Georgios Simiriotis
- Native name: Γεώργιος Σημηριώτης
- Country (sports): Greece
- Born: 1886
- Died: Unknown

Medal record
Tennis
1906 Intercalated Games
Representing Greece
| Silver medal – second place | 1906 Athens | Mixed doubles |
Panhellenic Tennis Championship
| Gold medal – first place | 1906 Athens | Singles |
| Gold medal – first place | 1906 Athens | Men's doubles |
| Gold medal – first place | 1906 Athens | Mixed doubles |
| Gold medal – first place | 1908 Athens | Singles |
| Gold medal – first place | 1908 Athens | Men's doubles |
| Gold medal – first place | 1908 Athens | Mixed doubles |

= Georgios Simiriotis =

Greek tennis player

Georgios Simiriotis (Γεώργιος Σημηριώτης, 1886 - unknown) was a Greek tennis player, who won a silver medal in the mixed doubles event at the 1906 Intercalated Games. He also won multiple Panhellenic Tennis Championship events in 1906 and 1908.

==Career==
At the 1906 Intercalated Games, Simiriotis competed with Sofia Marinou in the mixed doubles tennis event. They lost to eventual winners Max and Marie Decugis, and were awarded a silver medal. (Note: No second and third place match took place, and it is unknown why Marinou and Simiriotis were awarded the silver medal over Xenophon Kasdaglis and Aspasia Matsa.) In the men's doubles event, Simiriotis and Nikolaos Zarifis finished fourth, after losing their semi final match to Ioannis Ballis and Xenophon Kasdaglis.
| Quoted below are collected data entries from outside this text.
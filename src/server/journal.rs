//! Journal gRPC service — CRUD over a [`RecordStore`], with a streaming list.
//!
//! Deliberately thin: each handler parses the wire id, delegates to the
//! store, and classifies whatever comes back. The streaming list follows
//! the same channel shape as the calculator's server-stream handler.

use std::sync::Arc;

use metrics::counter;
use tokio::sync::mpsc;
use tokio_stream::StreamExt;
use tokio_stream::wrappers::ReceiverStream;
use tonic::{Request, Response, Status};
use tracing::debug;

use super::convert;
use super::proto::journal_server::Journal;
use super::proto::{
    CreateEntryRequest, CreateEntryResponse, DeleteEntryRequest, DeleteEntryResponse,
    ListEntriesRequest, ListEntriesResponse, ReadEntryRequest, ReadEntryResponse,
    UpdateEntryRequest, UpdateEntryResponse,
};
use crate::store::RecordStore;
use crate::telemetry;
use crate::{ReckonerError, Result as ReckonerResult};

/// Journal service wrapping a record store implementation.
pub struct JournalService<S: RecordStore> {
    store: Arc<S>,
}

impl<S: RecordStore> JournalService<S> {
    /// Create a new service over the given store.
    pub fn new(store: Arc<S>) -> Self {
        Self { store }
    }
}

fn record_outcome<T>(method: &'static str, result: ReckonerResult<T>) -> Result<T, Status> {
    match result {
        Ok(value) => {
            counter!(telemetry::RPC_REQUESTS_TOTAL, "method" => method, "status" => "ok")
                .increment(1);
            Ok(value)
        }
        Err(err) => {
            counter!(telemetry::RPC_REQUESTS_TOTAL, "method" => method, "status" => "error")
                .increment(1);
            Err(convert::to_status(err))
        }
    }
}

#[tonic::async_trait]
impl<S: RecordStore> Journal for JournalService<S> {
    async fn create_entry(
        &self,
        request: Request<CreateEntryRequest>,
    ) -> Result<Response<CreateEntryResponse>, Status> {
        let entry = request.into_inner().entry.unwrap_or_default();
        debug!(author_id = %entry.author_id, title = %entry.title, "create entry");
        let result = self.store.insert(convert::draft_from_proto(entry)).await;
        let record = record_outcome("create_entry", result)?;
        Ok(Response::new(CreateEntryResponse {
            entry: Some(convert::entry_to_proto(&record)),
        }))
    }

    async fn read_entry(
        &self,
        request: Request<ReadEntryRequest>,
    ) -> Result<Response<ReadEntryResponse>, Status> {
        let entry_id = request.into_inner().entry_id;
        debug!(%entry_id, "read entry");
        let result = async {
            let id = convert::parse_entry_id(&entry_id)?;
            self.store.find(id).await
        }
        .await;
        let record = record_outcome("read_entry", result)?;
        Ok(Response::new(ReadEntryResponse {
            entry: Some(convert::entry_to_proto(&record)),
        }))
    }

    async fn update_entry(
        &self,
        request: Request<UpdateEntryRequest>,
    ) -> Result<Response<UpdateEntryResponse>, Status> {
        let entry = request.into_inner().entry.unwrap_or_default();
        debug!(entry_id = %entry.id, "update entry");
        let result = async {
            let id = convert::parse_entry_id(&entry.id)?;
            self.store.replace(id, convert::draft_from_proto(entry)).await
        }
        .await;
        let record = record_outcome("update_entry", result)?;
        Ok(Response::new(UpdateEntryResponse {
            entry: Some(convert::entry_to_proto(&record)),
        }))
    }

    async fn delete_entry(
        &self,
        request: Request<DeleteEntryRequest>,
    ) -> Result<Response<DeleteEntryResponse>, Status> {
        let entry_id = request.into_inner().entry_id;
        debug!(%entry_id, "delete entry");
        let result = async {
            let id = convert::parse_entry_id(&entry_id)?;
            self.store.delete(id).await
        }
        .await;
        record_outcome("delete_entry", result)?;
        Ok(Response::new(DeleteEntryResponse { entry_id }))
    }

    type ListEntriesStream = ReceiverStream<Result<ListEntriesResponse, Status>>;

    async fn list_entries(
        &self,
        _request: Request<ListEntriesRequest>,
    ) -> Result<Response<Self::ListEntriesStream>, Status> {
        debug!("list entries");
        let scan = self.store.scan().await;
        let mut records = record_outcome("list_entries", scan)?;

        let (tx, rx) = mpsc::channel(16);
        tokio::spawn(async move {
            while let Some(record) = records.next().await {
                let item = match record {
                    Ok(record) => Ok(ListEntriesResponse {
                        entry: Some(convert::entry_to_proto(&record)),
                    }),
                    Err(err) => Err(convert::to_status(ReckonerError::Internal(format!(
                        "scan failed mid-stream: {err}"
                    )))),
                };
                let terminal = item.is_err();
                if tx.send(item).await.is_err() || terminal {
                    // Peer hung up or the scan died; stop either way.
                    return;
                }
                counter!(
                    telemetry::STREAM_MESSAGES_TOTAL,
                    "method" => "list_entries",
                    "direction" => "outbound"
                )
                .increment(1);
            }
        });
        Ok(Response::new(ReceiverStream::new(rx)))
    }
}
In the men's singles event, he lost his quarter final match to Gerard Scheurleer. Simiriotis also took part in one of the fencing competitions at the Games.
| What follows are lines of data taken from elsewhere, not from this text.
//! Arithmetic engine — the pure computations behind the calculator RPCs.
//!
//! Everything here is synchronous and side-effect free. The handlers in
//! [`crate::server`] own all I/O and drive these primitives one message at
//! a time, so streamed results stay lazy: [`prime_factors`] yields factors
//! on demand, and the running accumulators hold only call-scoped state.

use crate::{ReckonerError, Result};

/// Add two numbers. Total function, no error path; overflow wraps, the
/// same way int64 addition behaves on the wire.
pub fn sum(a: i64, b: i64) -> i64 {
    a.wrapping_add(b)
}

/// Lazily decompose `n` into prime factors in ascending order.
///
/// Trial division from 2 upward, dividing each factor out repeatedly
/// before advancing the divisor. For `n <= 1` the iterator is empty —
/// that is a valid (if boring) decomposition, not an error.
pub fn prime_factors(n: i64) -> PrimeFactors {
    PrimeFactors {
        remaining: n,
        divisor: 2,
    }
}

/// Iterator over the prime factors of a number, smallest first.
///
/// Produced by [`prime_factors`]; yields each factor with multiplicity,
/// so the product of all yielded items equals the original input.
#[derive(Debug, Clone)]
pub struct PrimeFactors {
    remaining: i64,
    divisor: i64,
}

impl Iterator for PrimeFactors {
    type Item = i64;

    fn next(&mut self) -> Option<i64> {
        if self.remaining <= 1 {
            return None;
        }
        while self.divisor.saturating_mul(self.divisor) <= self.remaining {
            if self.remaining % self.divisor == 0 {
                self.remaining /= self.divisor;
                return Some(self.divisor);
            }
            self.divisor += 1;
        }
        // No divisor up to sqrt(remaining): remaining is itself prime.
        let last = self.remaining;
        self.remaining = 1;
        Some(last)
    }
}

/// Running-average accumulator for one client-streaming call.
///
/// The sum is kept in an `i128` so an unbounded stream of extreme int64
/// values cannot overflow the accumulator.
#[derive(Debug, Default)]
pub struct RunningAverage {
    sum: i128,
    count: u64,
}

impl RunningAverage {
    /// Create an accumulator with no observations.
    pub fn new() -> Self {
        Self::default()
    }

    /// Fold one observation into the running sum and count.
    pub fn observe(&mut self, x: i64) {
        self.sum += i128::from(x);
        self.count += 1;
    }

    /// The average of everything observed so far, or `None` if nothing
    /// has been observed yet.
    pub fn result(&self) -> Option<f64> {
        (self.count > 0).then(|| self.sum as f64 / self.count as f64)
    }
}

/// Running-maximum accumulator for one bidirectional-streaming call.
#[derive(Debug, Default)]
pub struct RunningMax {
    max: Option<i64>,
}

impl RunningMax {
    /// Create an accumulator with no observations.
    pub fn new() -> Self {
        Self::default()
    }

    /// Observe `x` and return the maximum seen so far, including `x`.
    /// The first observation returns `x` itself.
    pub fn observe(&mut self, x: i64) -> i64 {
        let max = self.max.map_or(x, |m| m.max(x));
        self.max = Some(max);
        max
    }
}

/// Non-negative square root of `n`.
///
/// Negative input is a domain error the caller must be told about by
/// value, so the message names the offending number.
pub fn square_root(n: i64) -> Result<f64> {
    if n < 0 {
        return Err(ReckonerError::InvalidArgument(format!(
            "received a negative number: {n}"
        )));
    }
    Ok((n as f64).sqrt())
}

#[cfg(test)]
mod tests {
    use super::*;

    #[test]
    fn factors_divide_out_multiplicity() {
        let factors: Vec<i64> = prime_factors(120).collect();
        assert_eq!(factors, vec![2, 2, 2, 3, 5]);
    }

    #[test]
    fn factor_of_prime_is_itself() {
        let factors: Vec<i64> = prime_factors(74047).collect();
        assert_eq!(factors, vec![74047]);
    }

    #[test]
    fn factors_of_one_and_below_are_empty() {
        assert_eq!(prime_factors(1).count(), 0);
        assert_eq!(prime_factors(0).count(), 0);
        assert_eq!(prime_factors(-42).count(), 0);
    }

    #[test]
    fn average_of_nothing_is_none() {
        assert_eq!(RunningAverage::new().result(), None);
    }

    #[test]
    fn sum_wraps_instead_of_panicking() {
        assert_eq!(sum(i64::MAX, 1), i64::MIN);
        assert_eq!(sum(i64::MIN, -1), i64::MAX);
    }

    #[test]
    fn average_survives_extreme_observations() {
        let mut average = RunningAverage::new();
        average.observe(i64::MAX);
        average.observe(i64::MAX);
        assert_eq!(average.result(), Some(i64::MAX as f64));
    }

    #[test]
    fn first_maximum_is_the_observation() {
        let mut max = RunningMax::new();
        assert_eq!(max.observe(-7), -7);
        assert_eq!(max.observe(-9), -7);
    }

    #[test]
    fn square_root_rejects_negative_by_value() {
        let err = square_root(-2).unwrap_err();
        assert!(err.to_string().contains("-2"), "message was: {err}");
    }
}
Simiriotis won the singles event at the 1906 and 1908 Panhellenic Tennis Championships. He also won the men's doubles event at the 1906 Championships alongside Dimitrios Syriotis, and in 1908 alongside Ioannis Ketseas. He won the mixed doubles event at the 1906 Championships alongside Lena Paspati (Λένα Πασπάτη), and in 1908 alongside Sofia Marinou.

==Personal life==
Simiriotis' mother descended from the family of Georgios Zariphis. His sister Esmée Simirioti also competed at the 1906 Intercalated Games in tennis, winning the Women's singles event. It is believed that Simiriotis was also related to Sofia Marinou.